Directions for this task
Check each line of the listing for the word "Strict" and report the ones that have it.

Exercise inputs
use std::path::Path;

use config::{Config, ConfigError, Environment, File};
use fbxbin_error::{ensure, FbxbinResult, GenericError, ResultExt, StackError, StatusCode};
use serde::{Deserialize, Serialize};

use crate::{
    engine::fbx::{
        options::{DEFAULT_COMPRESSION_LEVEL, DEFAULT_MAX_DEPTH, DEFAULT_MIN_COMPRESS_BYTES},
        CompressionPolicy, DecodeOptions, EncodeOptions, Mode,
    },
    logging::LoggingConfig,
};

/// Префикс переменных окружения: `FBXBIN_MODE`, `FBXBIN_COMPRESSION__LEVEL`.
pub const ENV_PREFIX: &str = "FBXBIN";
/// Имя файла конфигурации без расширения, ищется в текущем каталоге.
pub const CONFIG_FILE_STEM: &str = "fbxbin";

/// Настройки приложения.
#[derive(Debug, Clone, PartialEq, Eq, Serialize, Deserialize)]
pub struct Settings {
    pub mode: Mode,
    pub max_depth: usize,
    pub compression: CompressionPolicy,
    pub write_footer: bool,
    pub log: LoggingConfig,
}

impl Default for Settings {
    fn default() -> Self {
        Self {
            mode: Mode::Strict,
            max_depth: DEFAULT_MAX_DEPTH,
            compression: CompressionPolicy::default(),
            write_footer: true,
            log: LoggingConfig::default(),
        }
    }
}

impl Settings {
    /// Загружает настройки.
    ///
    /// `path` задаёт обязательный файл; без него читается `fbxbin.toml`
    /// (или другой поддерживаемый формат), если он есть. Переменные
    /// окружения перекрывают файл.
    pub fn load(path: Option<&Path>) -> FbxbinResult<Self> {
        let settings: Settings = Self::build(path)
            .and_then(Config::try_deserialize)
            .map_err(config_error)
            .context("failed to load configuration")?;
        settings.validate()?;
        Ok(settings)
    }

    fn build(path: Option<&Path>) -> Result<Config, ConfigError> {
        let file = match path {
            Some(p) => File::from(p).required(true),
            None => File::with_name(CONFIG_FILE_STEM).required(false),
        };

        Config::builder()
            // Значения по умолчанию
            .set_default("mode", Mode::Strict.as_str())?
            .set_default("max_depth", DEFAULT_MAX_DEPTH as u64)?
            .set_default("compression.enabled", true)?
            .set_default("compression.min_payload_bytes", DEFAULT_MIN_COMPRESS_BYTES as u64)?
            .set_default("compression.level", u64::from(DEFAULT_COMPRESSION_LEVEL))?
            .set_default("write_footer", true)?
            .set_default("log.level", "warn")?
            .set_default("log.format", "compact")?
            .set_default("log.with_ansi", true)?
            .set_default("log.with_target", false)?
            .add_source(file)
            // FBXBIN_MODE=lenient, FBXBIN_COMPRESSION__LEVEL=9
            .add_source(
                Environment::with_prefix(ENV_PREFIX)
                    .prefix_separator("_")
                    .separator("__")
                    .try_parsing(true),
            )
            .build()
    }

    /// Проверяет диапазоны значений.
    pub fn validate(&self) -> FbxbinResult<()> {
        ensure!(
            self.compression.level <= 9,
            StatusCode::ConfigError,
            "compression level {} is out of range 0..=9",
            self.compression.level
        );
        ensure!(
            self.max_depth > 0,
            StatusCode::ConfigError,
            "max_depth must be positive"
        );
        self.log
            .validate()
            .map_err(|msg| StackError::new(GenericError::new(StatusCode::ConfigError, msg)))?;
        Ok(())
    }

    pub fn decode_options(&self) -> DecodeOptions {
        DecodeOptions {
            mode: self.mode,
            max_depth: self.max_depth,
        }
    }

    /// Параметры записи файла версии `version`.
    pub fn encode_options(
        &self,
        version: u32,
    ) -> EncodeOptions {
        EncodeOptions {
            version,
            compression: self.compression,
            write_footer: self.write_footer,
        }
    }
}

fn config_error(err: ConfigError) -> StackError {
    StackError::new(GenericError::new(StatusCode::ConfigError, err.to_string()))
}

Exercise solution
            mode: Mode::Strict,
            .set_default("mode", Mode::Strict.as_str())?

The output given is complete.